[[ DATASET ENTRIES, beginning ]]

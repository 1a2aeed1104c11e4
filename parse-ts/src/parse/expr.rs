use super::Parser;
use crate::ast::expr::*;
use crate::ast::func::Func;
use crate::ast::func::FuncBody;
use crate::ast::node::Node;
use crate::ast::type_expr::PropKey;
use crate::error::SyntaxErrorType;
use crate::error::SyntaxResult;
use crate::lex::LexMode;
use crate::loc::Loc;
use crate::token::TT;

/// Left binding power for binary operators. Assignment, conditional, `as`,
/// and unary forms are handled outside the table.
fn binary_binding_power(typ: TT) -> Option<u8> {
  Some(match typ {
    TT::QuestionQuestion => 1,
    TT::BarBar => 2,
    TT::AmpersandAmpersand => 3,
    TT::Bar => 4,
    TT::Caret => 5,
    TT::Ampersand => 6,
    TT::EqualsEquals | TT::ExclamationEquals | TT::EqualsEqualsEquals | TT::ExclamationEqualsEquals => 7,
    TT::ChevronLeft
    | TT::ChevronRight
    | TT::ChevronLeftEquals
    | TT::ChevronRightEquals
    | TT::KeywordInstanceof
    | TT::KeywordIn => 8,
    TT::ChevronLeftChevronLeft
    | TT::ChevronRightChevronRight
    | TT::ChevronRightChevronRightChevronRight => 9,
    TT::Plus | TT::Hyphen => 10,
    TT::Asterisk | TT::Slash | TT::Percent => 11,
    TT::AsteriskAsterisk => 12,
    _ => return None,
  })
}

fn is_assignment_op(typ: TT) -> bool {
  matches!(
    typ,
    TT::Equals
      | TT::PlusEquals
      | TT::HyphenEquals
      | TT::AsteriskEquals
      | TT::SlashEquals
      | TT::PercentEquals
      | TT::AsteriskAsteriskEquals
      | TT::ChevronLeftChevronLeftEquals
      | TT::ChevronRightChevronRightEquals
      | TT::ChevronRightChevronRightChevronRightEquals
      | TT::AmpersandEquals
      | TT::CaretEquals
      | TT::BarEquals
      | TT::AmpersandAmpersandEquals
      | TT::BarBarEquals
      | TT::QuestionQuestionEquals
  )
}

[[ DATASET ENTRIES, end ]]

[YOUR OBJECTIVE] In your response, reproduce the records exactly, every one.

[TASK OUTPUT]
repository 1a2aeed1104c11e4
filename parse-ts/src/parse/expr.rs
use super::Parser;
use crate::ast::expr::*;
use crate::ast::func::Func;
use crate::ast::func::FuncBody;
use crate::ast::node::Node;
use crate::ast::type_expr::PropKey;
use crate::error::SyntaxErrorType;
use crate::error::SyntaxResult;
use crate::lex::LexMode;
use crate::loc::Loc;
use crate::token::TT;

/// Left binding power for binary operators. Assignment, conditional, `as`,
/// and unary forms are handled outside the table.
fn binary_binding_power(typ: TT) -> Option<u8> {
  Some(match typ {
    TT::QuestionQuestion => 1,
    TT::BarBar => 2,
    TT::AmpersandAmpersand => 3,
    TT::Bar => 4,
    TT::Caret => 5,
    TT::Ampersand => 6,
    TT::EqualsEquals | TT::ExclamationEquals | TT::EqualsEqualsEquals | TT::ExclamationEqualsEquals => 7,
    TT::ChevronLeft
    | TT::ChevronRight
    | TT::ChevronLeftEquals
    | TT::ChevronRightEquals
    | TT::KeywordInstanceof
    | TT::KeywordIn => 8,
    TT::ChevronLeftChevronLeft
    | TT::ChevronRightChevronRight
    | TT::ChevronRightChevronRightChevronRight => 9,
    TT::Plus | TT::Hyphen => 10,
    TT::Asterisk | TT::Slash | TT::Percent => 11,
    TT::AsteriskAsterisk => 12,
    _ => return None,
  })
}

fn is_assignment_op(typ: TT) -> bool {
  matches!(
    typ,
    TT::Equals
      | TT::PlusEquals
      | TT::HyphenEquals
      | TT::AsteriskEquals
      | TT::SlashEquals
      | TT::PercentEquals
      | TT::AsteriskAsteriskEquals
      | TT::ChevronLeftChevronLeftEquals
      | TT::ChevronRightChevronRightEquals
      | TT::ChevronRightChevronRightChevronRightEquals
      | TT::AmpersandEquals
      | TT::CaretEquals
      | TT::BarEquals
      | TT::AmpersandAmpersandEquals
      | TT::BarBarEquals
      | TT::QuestionQuestionEquals
  )
}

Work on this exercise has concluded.